There was a second act that occurred from that. Ying-Hui Fu, who was in my laboratory, took the wild gamble of saying “Aha, since we understand anticipation, the likelihood is high that myotonic dystrophy uses the same mechanism.” And within a 6-week period of time, betting on that mechanism, she was able to identify the sequences, indeed, a GC-rich repeat, that accounted for the repeat expansion in myotonic dystrophy. That was a courageous step on her part because we had so much that we could do with Fragile X, and yet she took the initiative to make this second discovery. There are now at least 40 diseases known to be caused by repeat expansions.
Forensics
That discovery transitioned me into the world of forensic science; this was quite an exciting time period. We recognized that short tandem repeats (STRs) could be variable and steady, not unstable like the disease gene loci. And so therefore, if one were to multiplex a number of these variable STRs, you could end up with a very powerful identification tool for individuals.
So, we did just that. We developed a series of STR markers that were very powerful in personal identification. The very first application that we put it to use was on, unfortunately, the Gulf war casualties. We resolved in one evening, in our laboratory, 32 casualties from that war, identifying each individual. The military was incredibly impressed. This went on of course into the application in forensic science. I had the pleasure working with an FBI lawyer on cases in all the Federal districts. His name was “Dead Man.” He kept saying. “Tom it’s ‘Deadman.’” I said, “No, it’s ‘Dead Man.’ You're my assistant in taking these cases to court”. And so we did: we released the innocent and found the ones guilty of crime to be guilty.

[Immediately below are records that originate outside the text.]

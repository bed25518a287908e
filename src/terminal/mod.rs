pub mod input_event;
pub mod terminal;
pub mod terminal_event;

pub use input_event::{KeyCode, KeyEvent, KeyModifiers};
pub use terminal::{Size, Terminal};
pub use terminal_event::TerminalEvent;
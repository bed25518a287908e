use crate::state::{OverlayKind, OverlayState};

/// Full-screen overlays. The first one showing hides everything else.
pub const EXCLUSIVE_CHAIN: [OverlayKind; 10] = [
    OverlayKind::Victory,
    OverlayKind::Deployment,
    OverlayKind::Elimination,
    OverlayKind::Night,
    OverlayKind::CloseToVictory,
    OverlayKind::BlessNotif,
    OverlayKind::ConstrNotif,
    OverlayKind::LevelNotif,
    OverlayKind::Warning,
    OverlayKind::Investigation,
];

/// Panels that share the screen, bottom first.
pub const STACKED: [OverlayKind; 12] = [
    OverlayKind::Attack,
    OverlayKind::SetlAttack,
    OverlayKind::SiegeNotif,
    OverlayKind::Settlement,
    OverlayKind::Unit,
    OverlayKind::Construction,
    OverlayKind::Standard,
    OverlayKind::SetlClick,
    OverlayKind::Blessing,
    OverlayKind::Tutorial,
    OverlayKind::Pause,
    OverlayKind::Controls,
];

pub fn draw_order(state: &OverlayState) -> Vec<OverlayKind> {
    if let Some(kind) = EXCLUSIVE_CHAIN
        .iter()
        .copied()
        .find(|kind| state.is_showing(*kind))
    {
        return vec![kind];
    }
    STACKED
        .iter()
        .copied()
        .filter(|kind| state.is_showing(*kind))
        .collect()
}

#[cfg(test)]
mod tests {
    use super::{EXCLUSIVE_CHAIN, STACKED, draw_order};
    use crate::state::{OverlayKind, OverlayState};

    #[test]
    fn chains_cover_every_kind_once() {
        let mut kinds: Vec<_> = EXCLUSIVE_CHAIN.iter().chain(STACKED.iter()).copied().collect();
        kinds.sort();
        kinds.dedup();
        assert_eq!(kinds.len(), OverlayKind::ALL.len());
    }

    #[test]
    fn exclusive_overlay_is_drawn_alone() {
        let mut state = OverlayState::new();
        state.toggle_standard(1);
        state.toggle_warning(vec![], true, false);
        state.toggle_night(false);
        assert_eq!(draw_order(&state), vec![OverlayKind::Night]);
    }

    #[test]
    fn stacked_overlays_follow_fixed_order() {
        let mut state = OverlayState::new();
        state.toggle_unit(None);
        state.toggle_pause();
        state.toggle_tutorial();
        assert_eq!(
            draw_order(&state),
            vec![OverlayKind::Unit, OverlayKind::Tutorial, OverlayKind::Pause]
        );
    }

    #[test]
    fn nothing_showing_draws_nothing() {
        assert!(draw_order(&OverlayState::new()).is_empty());
    }
}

The Home Office and FBI have taken this work to a higher level. They created databases because this was something you could test with PCR. You could test it in a multiplex format. You could digitize it and be able to search it very easily. So now we have today forensic science that is STR-based, with an incredible ability to identify the “bad guys.”
Precision medicine
The last area I want to discuss with you is the precision medicine area, which really is kind of the culmination of many things that I have done. It was made possible for me to explore this area by the Young Presidents Organization and by working with the corporation Human Longevity, which was founded by Craig Venter. The premise is that you can use these new tools to identify the risk of disease before the onset of the pathology and then have the opportunity to be able to intervene on that risk. I think this will lead to the transformation of medicine. It will be in addition to medicine. It's not the way medicine will be always practiced, but it's going to be an addition to improve longevity and health. So, I praise the opportunity to have been involved in the early phases.
Peggy Caskey
My wife contributed significantly. I married the girl next door. Peggy is always fun. She was enthusiastic about supporting the career, and she always made it fun for the postdocs and students who were in the laboratory at the time, in the department. She swears that we had 32 events at our house in a single spike year. I never questioned that. But I give praise to Peggy, who was able to see through some of the rough spots and enjoy the pleasures of the development of the department. Thank you, Peggy.
And thank you very much for this award.